= Yuliia Tatik =

Yuliia Tatik (born September 18, 1985, in Odesa) is a Ukrainian public figure, civic rights activist, lawyer, president of the "Advocates Union Ukrainian Association Of Lawyers", a polygraph expert, and a member of "The Ukrainian Polygraph Association".

== Biography ==

=== Education ===
In 2002, Tatik graduated from Secondary School No. 26 in Odesa with honors.

In 2007, she graduated from the Institute of Advocacy of the National University "Odesa Law Academy" with a master's degree in law with honors.

In 2016, she graduated from the Odesa National University of Economics, majoring in Finance and Credit, with a specialist degree.

=== Career ===
From September 2007 to July 2008, Yuliia Tatik was an assistant at the Department of Criminal Law, Trial and Forensic Science at the International Humanitarian University.

From February 2008 to November 2011, she worked as a lawyer at the private enterprise "ALEKKOM."

In March 2009, Yuliia Tatik received her certificate of right to practice law.

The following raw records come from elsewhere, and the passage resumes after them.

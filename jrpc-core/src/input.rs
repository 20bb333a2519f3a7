//! Parsing of call input handed over by a hosting application
//!
//! Front-ends usually collect a method name and a params text box. `CallInput`
//! applies the same limits as the original form (method up to 100 characters,
//! params text up to 1000) and turns the params text into a JSON value whose
//! shape has been re-checked.

use crate::codec;
use crate::error::{Error, Result};
use serde_json::Value;

/// Maximum length of a method name, in characters
pub const MAX_METHOD_LEN: usize = 100;

/// Maximum length of the params text, in characters
pub const MAX_PARAMS_LEN: usize = 1000;

/// A validated `(method, params)` pair ready to be sent
#[derive(Debug, Clone, PartialEq)]
pub struct CallInput {
    /// Method name, trimmed and non-empty
    pub method: String,
    /// Parsed params; `None` when the text was empty
    pub params: Option<Value>,
}

impl CallInput {
    /// Validate a method name and a params text
    ///
    /// # Examples
    ///
    /// ```rust
    /// use jrpc_core::CallInput;
    /// use serde_json::json;
    ///
    /// let input = CallInput::parse("add", r#"{"a": 1, "b": 2}"#).unwrap();
    /// assert_eq!(input.params, Some(json!({"a": 1, "b": 2})));
    ///
    /// assert!(CallInput::parse("add", "").unwrap().params.is_none());
    /// assert!(CallInput::parse("", "{}").is_err());
    /// ```
    pub fn parse(method: &str, params_text: &str) -> Result<Self> {
        let method = method.trim();
        if method.is_empty() {
            return Err(Error::InvalidInput("method must not be empty".to_string()));
        }
        if method.chars().count() > MAX_METHOD_LEN {
            return Err(Error::InvalidInput(format!(
                "method must be at most {} characters",
                MAX_METHOD_LEN
            )));
        }
        if params_text.chars().count() > MAX_PARAMS_LEN {
            return Err(Error::InvalidInput(format!(
                "params must be at most {} characters",
                MAX_PARAMS_LEN
            )));
        }

        Ok(Self {
            method: method.to_string(),
            params: parse_params_text(params_text)?,
        })
    }
}

/// Parse a params text into a JSON value
///
/// Blank text means no params. Text that is not JSON is `Error::InvalidInput`;
/// JSON that is not an object, array or `null` is `Error::InvalidParams`.
pub fn parse_params_text(text: &str) -> Result<Option<Value>> {
    let text = text.trim();
    if text.is_empty() {
        return Ok(None);
    }

    let value: Value = serde_json::from_str(text)
        .map_err(|e| Error::InvalidInput(format!("params are not valid JSON: {}", e)))?;
    if value.is_null() {
        return Ok(None);
    }
    codec::normalize_params(Some(value.clone()))?;
    Ok(Some(value))
}
//! Builder for `JrpcServer` handles
//!
//! The builder collects the server configuration: URL, protocol version,
//! transport, client credentials and telemetry. `build()` parses the URL and
//! validates the version, so a bad configuration fails here rather than on
//! the first call.
//!
//! # Examples
//!
//! ```rust,no_run
//! use jrpc_client::{HttpTransport, HttpTransportConfig, ServerBuilder};
//! use std::sync::Arc;
//! use std::time::Duration;
//!
//! # async fn example() -> jrpc_core::Result<()> {
//! let transport = Arc::new(HttpTransport::with_config(
//!     HttpTransportConfig::default().with_timeout(Duration::from_secs(15)),
//! ));
//!
//! let server = ServerBuilder::new("https://rpc.example.com/api")
//!     .version("2.0")
//!     .transport(transport)
//!     .credentials_pem(
//!         std::fs::read_to_string("client.crt")?,
//!         std::fs::read_to_string("client.key")?,
//!     )
//!     .with_metrics("billing-gateway")
//!     .build()?;
//!
//! let outcome = server.call_and_decode("status", None).await?;
//! # Ok(())
//! # }
//! ```

use jrpc_core::{Error, ProtocolVersion, Result};
use std::sync::Arc;

use crate::credentials::ClientCredentials;
use crate::endpoint::Endpoint;
use crate::metrics::CallMetrics;
use crate::server::JrpcServer;
use crate::transport::{HttpTransport, Transport};

/// Builder for configuring and creating a `JrpcServer`
pub struct ServerBuilder {
    url: String,
    version: String,
    transport: Option<Arc<dyn Transport>>,
    credentials: Option<ClientCredentials>,
    metrics: Option<Arc<CallMetrics>>,
    observability_config: Option<jrpc_core::ObservabilityConfig>,
}

impl ServerBuilder {
    /// Create a builder for the given server URL
    pub fn new(url: impl Into<String>) -> Self {
        Self {
            url: url.into(),
            version: ProtocolVersion::default().to_string(),
            transport: None,
            credentials: None,
            metrics: None,
            observability_config: None,
        }
    }

    /// Set the protocol version (default `"2.0"`)
    pub fn version(mut self, version: impl Into<String>) -> Self {
        self.version = version.into();
        self
    }

    /// Use a specific transport (default: a new `HttpTransport`)
    pub fn transport(mut self, transport: Arc<dyn Transport>) -> Self {
        self.transport = Some(transport);
        self
    }

    /// Present a client certificate on `https` calls
    pub fn credentials(mut self, credentials: ClientCredentials) -> Self {
        self.credentials = Some(credentials);
        self
    }

    /// Present a client certificate given as PEM text
    pub fn credentials_pem(
        self,
        certificate_pem: impl Into<String>,
        key_pem: impl Into<String>,
    ) -> Self {
        self.credentials(ClientCredentials::new(certificate_pem, key_pem))
    }

    /// Record call metrics under the given meter name
    pub fn with_metrics(mut self, service_name: impl Into<String>) -> Self {
        self.metrics = Some(Arc::new(CallMetrics::new(service_name)));
        self
    }

    /// Record call metrics into an existing instrument set
    pub fn metrics(mut self, metrics: Arc<CallMetrics>) -> Self {
        self.metrics = Some(metrics);
        self
    }

    /// Install tracing and OpenTelemetry when the handle is built
    ///
    /// Only one handle per process should do this.
    pub fn with_observability(mut self, config: jrpc_core::ObservabilityConfig) -> Self {
        self.observability_config = Some(config);
        self
    }

    /// Validate the configuration and create the handle
    pub fn build(self) -> Result<JrpcServer> {
        let endpoint = Endpoint::parse(&self.url)?;
        let version = ProtocolVersion::parse(&self.version)?;

        if let Some(config) = self.observability_config {
            let service_name = config.service_name.clone();
            jrpc_core::init_observability(config).map_err(|e| {
                Error::Internal(format!("Failed to initialize observability: {}", e))
            })?;
            tracing::info!(service_name = %service_name, "Observability enabled for JSON-RPC client");
        }

        let transport = self
            .transport
            .unwrap_or_else(|| Arc::new(HttpTransport::new()));

        tracing::debug!(
            endpoint = %endpoint,
            version = %version,
            transport = transport.name(),
            "JSON-RPC server handle created"
        );

        Ok(JrpcServer {
            endpoint,
            version,
            transport,
            credentials: self.credentials,
            metrics: self.metrics,
        })
    }
}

From August 2011 to December 2022, she held the position of director of the "Ukrainian Legal Company "Pravo'".

Since October 2016, she has been the president of the "Advocates Union Ukrainian Association Of Lawyers".

In 2017, Yuliya Tatik was invited by US senators and congressmen as part of the Ukrainian delegation to the 65th National Prayer Breakfast in Washington, attended by then-President Donald Trump.

From January 2018 to December 2022, she was a member of the supervisory board of the Kyiv Research and Design Institute "ENERGOPROEKT". From April 2021 to December 2022, Yuliia Tatik also chaired the supervisory board of this joint-stock company.

In October of the same year, she qualified as a polygraph expert and became a member of "The Ukrainian Polygraph Association".

Since October 2019, she has been a member of the supervisory board of PJSC "International Investment Group".

From September 2020 to April 26, 2021, she served as an advisor to the Vice Prime Minister of Ukraine – Minister of Strategic Industries of Ukraine voluntarily.

In 2020, Yuliya Tatik was recognized as the Lawyer of the Year by FaceNews.ua and the International Union of Lawyers and Experts in the Field of Combating Corruption.

Yuliya Tatik specializes in legal regulation in the field of preventing and countering corruption.

Since the beginning of Russia's full-scale invasion of Ukraine, she has been providing legal advice and assistance to military personnel, military spouses, and volunteers.